As in Lacuna, her award winning 2009 novel, Kingsolver combines the quotidian with the wider issues confronting our planet with an ease that takes your breath away. The natural phenomena (which provide the ideological theme of the novel) are blended effortlessly with the experiences of the characters (which provide the backbone to the story). The plight of the monarchs, which, for reasons entirely beyond their control, find themselves where they are not supposed to be, is counterpoised superbly with the predicament of Dellarobia who is not at a place where she wants to be and, as adrift as the Monarchs, is searching for moorings. In Flight Behaviour Kingsolver takes on the still amazingly contentious issue of climate change and global warming (amazing because there should be no contention about it; the climate is changing and planet is heating up), and their devastating consequences for our planet. Kingsolver nails her colours to the mast straightaway. The reader is left in no doubt as to where her sympathies lie.

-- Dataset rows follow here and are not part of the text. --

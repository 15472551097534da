use crate::dom::{self, LightChildren, ShadowIncludingChildren, TreeFilter};
use crate::error::Result;
use crate::tools::{Tool, ToolContext, ToolResult, to_data};
use schemars::JsonSchema;
use serde::{Deserialize, Serialize};

/// Parameters for the element_tree tool
#[derive(Debug, Clone, Serialize, Deserialize, JsonSchema)]
pub struct ElementTreeParams {
    /// CSS selector of the subtree root (default: "body")
    #[serde(default = "default_root")]
    pub root: String,

    /// Keep only children matching this selector; a rejected child drops its whole subtree
    #[serde(default)]
    pub filter: Option<String>,

    /// Walk shadow roots before light children
    #[serde(default)]
    pub include_shadow: bool,
}

fn default_root() -> String {
    "body".to_string()
}

/// Nested tag-name tree of an element's subtree
#[derive(Default)]
pub struct ElementTreeTool;

impl Tool for ElementTreeTool {
    type Params = ElementTreeParams;

    fn name(&self) -> &str {
        "element_tree"
    }

    fn execute_typed(&self, params: ElementTreeParams, context: &mut ToolContext) -> Result<ToolResult> {
        let document = context.session.document()?;
        let filter = match params.filter {
            Some(selector) => TreeFilter::selector(selector),
            None => TreeFilter::All,
        };

        let tree = if params.include_shadow {
            dom::element_node_tree_data(&document, &ShadowIncludingChildren, params.root.as_str(), &filter)?
        } else {
            dom::element_node_tree_data(&document, &LightChildren, params.root.as_str(), &filter)?
        };

        let Some(tree) = tree else {
            return Ok(ToolResult::success_with(serde_json::Value::Null));
        };

        log::debug!("Element tree under '{}' has {} nodes", params.root, tree.count_nodes());
        Ok(ToolResult::success_with(to_data(self.name(), &tree)?))
    }
}
use crate::browser::{BrowserSession, LaunchOptions};
use crate::error::Result as InspectorResult;
use crate::tools::ToolRegistry;
use rmcp::{
    ServerHandler,
    handler::server::router::tool::ToolRouter,
    model::{ServerCapabilities, ServerInfo},
    tool_handler,
};
use std::sync::{Arc, Mutex, MutexGuard};

/// MCP server exposing the inspector tools over one browser session
#[derive(Clone)]
pub struct InspectorServer {
    session: Arc<Mutex<BrowserSession>>,
    tools: Arc<ToolRegistry>,
    tool_router: ToolRouter<Self>,
}

impl InspectorServer {
    /// Launch a headless browser with default options
    pub fn new() -> InspectorResult<Self> {
        Self::with_options(LaunchOptions::default())
    }

    pub fn with_options(options: LaunchOptions) -> InspectorResult<Self> {
        Ok(Self::with_session(BrowserSession::launch(options)?))
    }

    /// Serve an existing session
    pub fn with_session(session: BrowserSession) -> Self {
        Self {
            session: Arc::new(Mutex::new(session)),
            tools: Arc::new(ToolRegistry::with_defaults()),
            tool_router: Self::tool_router(),
        }
    }

    /// Lock the browser session; a poisoned lock still yields the session
    pub fn session(&self) -> MutexGuard<'_, BrowserSession> {
        self.session.lock().unwrap_or_else(|poisoned| poisoned.into_inner())
    }

    pub fn tools(&self) -> &ToolRegistry {
        &self.tools
    }
}

#[tool_handler]
impl ServerHandler for InspectorServer {
    fn get_info(&self) -> ServerInfo {
        ServerInfo {
            instructions: Some(
                "Element inspector: describe elements, walk element subtrees and drive named \
                 highlighters on the page open in the browser. Create a highlighter before \
                 highlighting; targets are reported as tagName, attributes and rect."
                    .to_string(),
            ),
            capabilities: ServerCapabilities::builder().enable_tools().build(),
            ..Default::default()
        }
    }
}

#[cfg(test)]
mod tests {
    use super::*;

    fn assert_server_handler<T: ServerHandler + Clone + Send + Sync + 'static>() {}

    #[test]
    fn test_server_implements_handler() {
        assert_server_handler::<InspectorServer>();
    }

    #[test]
    fn test_router_lists_every_tool() {
        let names: Vec<_> = InspectorServer::tool_router()
            .list_all()
            .into_iter()
            .map(|tool| tool.name.to_string())
            .collect();

        assert_eq!(names.len(), ToolRegistry::with_defaults().len());
        assert!(names.iter().any(|name| name == "inspector_highlight"));
    }
}
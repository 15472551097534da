use crate::error::Result;
use crate::tools::{HighlighterIdParams, Tool, ToolContext, ToolResult, to_data};
use schemars::JsonSchema;
use serde::{Deserialize, Serialize};

/// Describe a highlighter's current target; `null` data when it has none
#[derive(Default)]
pub struct TargetDataTool;

impl Tool for TargetDataTool {
    type Params = HighlighterIdParams;

    fn name(&self) -> &str {
        "highlighter_target"
    }

    fn execute_typed(&self, params: HighlighterIdParams, context: &mut ToolContext) -> Result<ToolResult> {
        let data = context.session.inspector()?.get_highlighter_target_data(&params.highlighter_id)?;
        Ok(ToolResult::success_with(to_data(self.name(), &data)?))
    }
}

/// Parameters for the highlighter_target_children tool
#[derive(Debug, Clone, Serialize, Deserialize, JsonSchema)]
pub struct TargetChildrenParams {
    pub highlighter_id: String,

    /// CSS selector matched against the target's descendants
    pub selector: String,
}

#[derive(Default)]
pub struct TargetChildrenTool;

impl Tool for TargetChildrenTool {
    type Params = TargetChildrenParams;

    fn name(&self) -> &str {
        "highlighter_target_children"
    }

    fn execute_typed(&self, params: TargetChildrenParams, context: &mut ToolContext) -> Result<ToolResult> {
        let children = context
            .session
            .inspector()?
            .get_highlighter_target_children_data(&params.highlighter_id, &params.selector)?;

        Ok(ToolResult::success_with(serde_json::json!({
            "count": children.len(),
            "elements": to_data(self.name(), &children)?,
        })))
    }
}

#[cfg(test)]
mod tests {
    use super::*;

    #[test]
    fn test_children_params() {
        let params: TargetChildrenParams = serde_json::from_value(serde_json::json!({
            "highlighter_id": "main",
            "selector": ".item"
        }))
        .unwrap();
        assert_eq!(params.highlighter_id, "main");
        assert_eq!(params.selector, ".item");

        assert!(serde_json::from_value::<TargetChildrenParams>(serde_json::json!({ "highlighter_id": "main" })).is_err());
    }

    #[test]
    fn test_tool_names() {
        assert_eq!(TargetDataTool.name(), "highlighter_target");
        assert_eq!(TargetChildrenTool.name(), "highlighter_target_children");
    }
}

Kingsolver does not pussyfoot; she is not mealy-mouthed; the time for subtleties has long since past; as Ovid Byron informs Dellarobia at one stage, the canary is dead. The message the novel delivers is loud and clear; and very persuasive. The wider issue of climate change is combined with the personal story of Dellarobia, which, clichéd and predictable it might be at times, is equally riveting. The poverty, the difficult life led by people in places like Feathertown (the setting of the novel), the limited life opportunities available to them, the patronizing and condescending way in which “the hicks” are often portrayed and viewed by the cognoscenti—it’s all depicted in a series of set-pieces, which, while they are a tad overlong at times (such as Dellarobia’s visit to a “dollarshop” where she is left open-mouthed at the cheap, second-hand tat on display), manage to be convincing and even funny at times. Slightly disappointingly, the ending appears a bit rushed. While the reader does not question the decision Dellarobia takes—indeed the reader may even will her to take that step—it is not explained how she finally plucks the courage to escape the life on the farm with a well-meaning, caring but dull and uninteresting husband.

Flight Behaviour is like a slowburn. The anger and the frustration of Dellarobia build up gradually, and, when Ovid Byron tells a vapid television presenter some hometruths about climate change, the reader fully shares his sense of anger and outrage. This is powerful writing.

One of the many pleasures of reading Flight Behaviour is its sumptuous prose, adorned with caustic wit and pithy observations. Kingsolver gives the reader an authentic feel of the regional language without resorting to writing in the dialect (like most of Faulkner novels, which would have made the experience excruciating for me). 

Flight Behaviour seems like a novel written primarily to disseminate a message of vital importance to our world. The message comes wrapped in an absorbing story-line which engrosses the reader slowly but completely.